### TASK INSTRUCTIONS
Please check every line of the listing for "cells" and copy each line where it is found.

### GIVEN RECORDS
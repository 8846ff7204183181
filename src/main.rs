use clap::Parser;
use neo_etl::core::LoadOutcome;
use neo_etl::utils::error::EtlError;
use neo_etl::utils::{logger, validation::Validate};
use neo_etl::{CliConfig, EtlEngine, NeoPipeline};

fn fail(stage: &str, e: &EtlError) -> ! {
    tracing::error!(
        "❌ {}: {} (Category: {:?}, Severity: {:?})",
        stage,
        e,
        e.category(),
        e.severity()
    );
    tracing::error!("💡 Recovery suggestion: {}", e.recovery_suggestion());
    eprintln!("❌ {}", e.user_friendly_message());
    eprintln!("💡 {}", e.recovery_suggestion());
    if e.is_transient() {
        eprintln!("🔁 This failure is usually temporary; re-running later may succeed");
    }
    std::process::exit(e.exit_code());
}

#[tokio::main]
async fn main() {
    let cli = CliConfig::parse();

    logger::init_logger(cli.verbose, cli.log_json);
    tracing::info!("Starting neo-etl");

    let config = match cli.resolve().and_then(|c| c.validate().map(|_| c)) {
        Ok(config) => config,
        Err(e) => fail("Configuration validation failed", &e),
    };
    tracing::debug!("Resolved config: {:?}", config);

    let range = match config.date_range(chrono::Local::now().date_naive()) {
        Ok(range) => range,
        Err(e) => fail("No date range configured", &e),
    };

    let pipeline = match NeoPipeline::from_config(&config) {
        Ok(pipeline) => pipeline,
        Err(e) => fail("Pipeline setup failed", &e),
    };

    if cli.monitor {
        tracing::info!("🔍 System monitoring enabled");
    }
    let engine = EtlEngine::new_with_monitoring(pipeline, cli.monitor);

    match engine.run(range).await {
        Ok(summary) => {
            let loaded = match summary.load {
                LoadOutcome::Replaced { rows } => rows,
                LoadOutcome::Skipped => 0,
            };
            println!("✅ ETL pipeline completed for {}", summary.range);
            println!(
                "📦 {} rows loaded into '{}' ({} malformed records skipped)",
                loaded, summary.verification.table, summary.records_rejected
            );
            if summary.verification.ok {
                println!("✨ Table now holds {} rows", summary.verification.count);
            } else {
                println!("🟡 Row count could not be verified");
            }
        }
        Err(e) => fail("ETL pipeline failed", &e),
    }
}
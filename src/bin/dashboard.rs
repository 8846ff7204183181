use clap::Parser;
use neo_etl::core::dashboard::render_text;
use neo_etl::utils::{logger, validation::Validate};
use neo_etl::{DashboardCli, DashboardReader, SqlConnector};
use std::time::Duration;

#[tokio::main]
async fn main() {
    let cli = DashboardCli::parse();
    logger::init_cli_logger(cli.verbose);

    let config = match cli.resolve().and_then(|c| c.validate().map(|_| c)) {
        Ok(config) => config,
        Err(e) => {
            eprintln!("❌ {}", e.user_friendly_message());
            eprintln!("💡 {}", e.recovery_suggestion());
            std::process::exit(1);
        }
    };

    // A missing database setting is shown like any other storage problem.
    let url = match config.database.connection_url() {
        Ok(url) => url,
        Err(e) => {
            println!("🔴 Error fetching data from database. Has the ETL run? Details: {}", e);
            return;
        }
    };

    let reader = DashboardReader::new(
        SqlConnector::new(url, config.database.acquire_timeout),
        config.database.table.clone(),
        config.cache_ttl,
    );

    loop {
        let view = reader.view().await;
        println!("{}", render_text(&view, cli.limit));

        match cli.watch {
            Some(secs) => tokio::time::sleep(Duration::from_secs(secs.max(1))).await,
            None => break,
        }
    }
}
//! CSV and TSV reading.

use std::fs::File;
use std::path::Path;

use polars::prelude::DataFrame;

use crate::error::{IngestError, Result};
use crate::grid::TextGrid;

/// Reads a delimited file into a text `DataFrame`.
///
/// The first row is the header. Rows may have differing lengths; quoting
/// follows RFC 4180.
pub fn read_delimited(path: &Path, delimiter: u8) -> Result<DataFrame> {
    let file = File::open(path).map_err(|e| IngestError::open(path, e))?;
    let mut reader = csv::ReaderBuilder::new()
        .delimiter(delimiter)
        .has_headers(false)
        .flexible(true)
        .from_reader(file);

    let mut records = Vec::new();
    for result in reader.records() {
        let record = result.map_err(|source| IngestError::Delimited {
            path: path.to_path_buf(),
            source,
        })?;
        records.push(record.iter().map(str::to_string).collect::<Vec<_>>());
    }

    TextGrid::from_records(path, records)?.into_frame(path)
}
//! Organism synonym normalization.
//!
//! Local sheets often spell organisms colloquially (`mouse`, `human`,
//! `E. coli`). Before values are checked against the organism ontology they
//! are rewritten to the canonical scientific name. Matching is exact and
//! case-sensitive; a value that is not a registered alias is returned
//! unchanged.

use std::collections::{BTreeSet, HashMap};

/// Built-in alias table: canonical name followed by the spellings that map to it.
pub const ORGANISM_ALIASES: &[(&str, &[&str])] = &[
    (
        "Homo sapiens",
        &["Human", "human", "homo sapiens", "Homo Sapiens"],
    ),
    (
        "Mus musculus",
        &["mouse", "Mouse", "Mus Musculus", "mus musculus"],
    ),
    (
        "Arabidopsis thaliana",
        &[
            "arabidopsis thaliana",
            "Arabidopsis Thaliana",
            "arabidopsis",
            "Arabidopsis",
            "thale cress",
        ],
    ),
    (
        "Drosophila melanogaster",
        &[
            "drosophila",
            "Drosophila",
            "Drosophila Melanogsaster",
            "drosophila melanogaster",
            "fruitfly",
            "fruit fly",
        ],
    ),
    (
        "Saccharomyces cerevisiae",
        &[
            "Saccharomyces Cerevisiae",
            "saccharomyces cerevisiae",
            "brewer's yeast",
            "Brewer's yeast",
        ],
    ),
    (
        "Caenorhabditis elegans",
        &[
            "C. Elegans",
            "C. elegans",
            "c. elegans",
            "caenorhabditis elegans",
            "Caenorhabditis Elegans",
            "worm",
            "Worm",
        ],
    ),
    (
        "Danio rerio",
        &["Danio Rerio", "danio rerio", "zebrafish", "Zebrafish"],
    ),
    (
        "Escherichia coli",
        &[
            "E. Coli",
            "E. coli",
            "e. coli",
            "Escherichia Coli",
            "escherichia coli",
        ],
    ),
];

/// Flattened alias -> canonical lookup.
///
/// The table is flattened once, so every occurrence of an alias normalizes
/// the same way regardless of where it appears in the input.
#[derive(Debug, Clone, Default)]
pub struct SynonymNormalizer {
    aliases: HashMap<String, String>,
}

impl SynonymNormalizer {
    /// Create a normalizer with no aliases.
    pub fn new() -> Self {
        Self::default()
    }

    /// Create a normalizer preloaded with [`ORGANISM_ALIASES`].
    pub fn organisms() -> Self {
        let mut normalizer = Self::new();
        for (canonical, aliases) in ORGANISM_ALIASES {
            for alias in *aliases {
                normalizer.add_alias(canonical, alias);
            }
        }
        normalizer
    }

    /// Register `alias` for `canonical`.
    ///
    /// Returns false (and keeps the existing mapping) when the alias is
    /// already registered; the first canonical name to claim an alias wins.
    pub fn add_alias(&mut self, canonical: &str, alias: &str) -> bool {
        if alias == canonical || self.aliases.contains_key(alias) {
            return false;
        }
        self.aliases.insert(alias.to_string(), canonical.to_string());
        true
    }

    /// Register several aliases for one canonical name.
    pub fn extend<I, S>(&mut self, canonical: &str, aliases: I)
    where
        I: IntoIterator<Item = S>,
        S: AsRef<str>,
    {
        for alias in aliases {
            if !self.add_alias(canonical, alias.as_ref()) {
                tracing::debug!(
                    canonical = %canonical,
                    alias = %alias.as_ref(),
                    "alias already registered, keeping first mapping"
                );
            }
        }
    }

    /// Normalize a single raw value.
    ///
    /// ```
    /// use sdrf_standards::SynonymNormalizer;
    ///
    /// let normalizer = SynonymNormalizer::organisms();
    /// assert_eq!(normalizer.normalize("mouse"), "Mus musculus");
    /// assert_eq!(normalizer.normalize("MOUSE"), "MOUSE");
    /// ```
    pub fn normalize<'a>(&'a self, raw: &'a str) -> &'a str {
        self.aliases.get(raw).map_or(raw, String::as_str)
    }

    /// Normalize every cell of a column, keeping missing cells missing.
    pub fn normalize_column(&self, values: &[Option<String>]) -> Vec<Option<String>> {
        values
            .iter()
            .map(|value| value.as_deref().map(|raw| self.normalize(raw).to_string()))
            .collect()
    }

    /// Normalize a distinct-value set; aliases of the same organism collapse.
    pub fn normalize_set(&self, values: &BTreeSet<String>) -> BTreeSet<String> {
        values
            .iter()
            .map(|raw| self.normalize(raw).to_string())
            .collect()
    }

    /// Number of registered aliases.
    pub fn len(&self) -> usize {
        self.aliases.len()
    }

    /// Returns true if no aliases are registered.
    pub fn is_empty(&self) -> bool {
        self.aliases.is_empty()
    }
}
//! Interactive column matching between a local metadata table and an SDRF
//! target table.
//!
//! The workflow pairs one local column with one target column at a time.
//! Each confirmed pair is validated by [`sdrf_validate::ValueValidator`];
//! accepted values are written into the target table, every outcome is
//! recorded, and both candidate pools shrink until no local column is left.
//!
//! - [`MatchSession`]: the explicit session value driving the protocol
//! - [`MatchState`]: where the session is in the protocol
//! - [`CandidatePool`]: the unmatched local and target columns
//! - [`MergeResult`]: the merged target table and the ordered records
//! - [`Reporter`]: receives one notice per pair
//!
//! # Example
//!
//! ```ignore
//! use sdrf_map::{MatchSession, TargetChoice};
//! use sdrf_validate::ValueValidator;
//!
//! let validator = ValueValidator::new(&registry);
//! let mut session = MatchSession::start(local, template, validator)?;
//! session.select_local("Species")?;
//! session.select_target(TargetChoice::Column("characteristics[organism]".into()))?;
//! let step = session.confirm()?;
//! println!("{}", step.record.unwrap().diagnostic);
//! let merged = session.finish();
//! ```

mod error;
mod options;
mod pool;
mod record;
mod report;
mod session;
mod state;

pub use error::{MatchError, Result};
pub use options::{MatchOptions, RejectedTargetPolicy};
pub use pool::CandidatePool;
pub use record::{MatchRecord, MergeResult, RowCountMismatch};
pub use report::{Reporter, TracingReporter};
pub use session::{MatchSession, SessionBuilder};
pub use state::{MatchState, Step, TargetChoice};
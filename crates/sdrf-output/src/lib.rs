//! SDRF export.
//!
//! Writes the merged target table as a tab-separated SDRF file. Columns
//! keep their table order; missing cells are written as a configurable token
//! (empty by default).

mod error;
mod tsv;

pub use error::{OutputError, Result};
pub use tsv::{DEFAULT_OUTPUT_NAME, TsvOptions, render_sdrf_tsv, write_sdrf_to, write_sdrf_tsv};
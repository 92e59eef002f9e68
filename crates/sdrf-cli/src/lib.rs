//! Library side of the `sdrf-mapper` binary: logging, settings, and the
//! non-interactive matching workflow.

pub mod logging;
pub mod settings;
pub mod workflow;
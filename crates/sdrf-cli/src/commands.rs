use anyhow::Result;

use sdrf_cli::settings::Settings;
use sdrf_cli::workflow::{ColumnInfo, MapReport, column_overview, execute_map, load_registry};

use crate::cli::{ColumnsArgs, MapArgs};

pub fn run_columns(args: &ColumnsArgs, settings: &Settings) -> Result<Vec<ColumnInfo>> {
    let registry = load_registry(args.ontology.as_deref(), settings)?;
    Ok(column_overview(&registry))
}

pub fn run_map(args: MapArgs, settings: &Settings) -> Result<MapReport> {
    let request = args.into_request();
    execute_map(&request, settings)
}
//! Validation category of each target column.

use std::fmt;

use serde::{Deserialize, Serialize};

use crate::schema::{follows_ontology_convention, is_template_column};

/// Target columns whose local values are copied without inspection.
const PASSTHROUGH_COLUMNS: &[&str] = &[
    "source name",
    "assay name",
    "comment[data file]",
    "comment[fraction identifier]",
    "comment[technical replicate]",
];

const AGE_COLUMN: &str = "characteristics[age]";
const SEX_COLUMN: &str = "characteristics[sex]";
const ORGANISM_COLUMN: &str = "characteristics[organism]";

/// Validation strategy assigned to a target column.
#[derive(Debug, Clone, Copy, PartialEq, Eq, Hash, Serialize, Deserialize)]
#[serde(rename_all = "snake_case")]
pub enum ColumnCategory {
    /// Free text, always accepted.
    Passthrough,
    /// Must satisfy the SDRF age notation.
    Age,
    /// Must be one of `M`, `F`, `NA`.
    Sex,
    /// Ontology-checked after organism synonym normalization.
    Organism,
    /// Ontology-checked against the column's term set.
    Ontology,
    /// No validation path exists for this column.
    Unsupported,
}

impl ColumnCategory {
    /// Get all categories.
    pub const fn all() -> &'static [Self] {
        &[
            Self::Passthrough,
            Self::Age,
            Self::Sex,
            Self::Organism,
            Self::Ontology,
            Self::Unsupported,
        ]
    }

    /// Human-readable label.
    pub fn label(&self) -> &'static str {
        match self {
            Self::Passthrough => "Passthrough",
            Self::Age => "Age format",
            Self::Sex => "Sex (M/F/NA)",
            Self::Organism => "Organism",
            Self::Ontology => "Ontology",
            Self::Unsupported => "Unsupported",
        }
    }

    /// Whether values in this category are checked against an ontology.
    pub fn uses_ontology(&self) -> bool {
        matches!(self, Self::Organism | Self::Ontology)
    }
}

impl fmt::Display for ColumnCategory {
    fn fmt(&self, f: &mut fmt::Formatter<'_>) -> fmt::Result {
        f.write_str(self.label())
    }
}

/// Classifies a target column.
///
/// Canonical columns get their fixed category; other names default to
/// [`ColumnCategory::Ontology`] when they follow the bracketed attribute
/// convention and to [`ColumnCategory::Unsupported`] otherwise.
///
/// ```
/// use sdrf_standards::{ColumnCategory, category_of};
///
/// assert_eq!(category_of("source name"), ColumnCategory::Passthrough);
/// assert_eq!(category_of("characteristics[sex]"), ColumnCategory::Sex);
/// assert_eq!(category_of("characteristics[strain]"), ColumnCategory::Ontology);
/// assert_eq!(category_of("notes"), ColumnCategory::Unsupported);
/// ```
pub fn category_of(target: &str) -> ColumnCategory {
    if PASSTHROUGH_COLUMNS.contains(&target) {
        return ColumnCategory::Passthrough;
    }
    match target {
        AGE_COLUMN => ColumnCategory::Age,
        SEX_COLUMN => ColumnCategory::Sex,
        ORGANISM_COLUMN => ColumnCategory::Organism,
        _ if is_template_column(target) || follows_ontology_convention(target) => {
            ColumnCategory::Ontology
        }
        _ => ColumnCategory::Unsupported,
    }
}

### FINISHED EXERCISE
    /// Normalize every cell of a column, keeping missing cells missing.
//! keep their table order; missing cells are written as a configurable token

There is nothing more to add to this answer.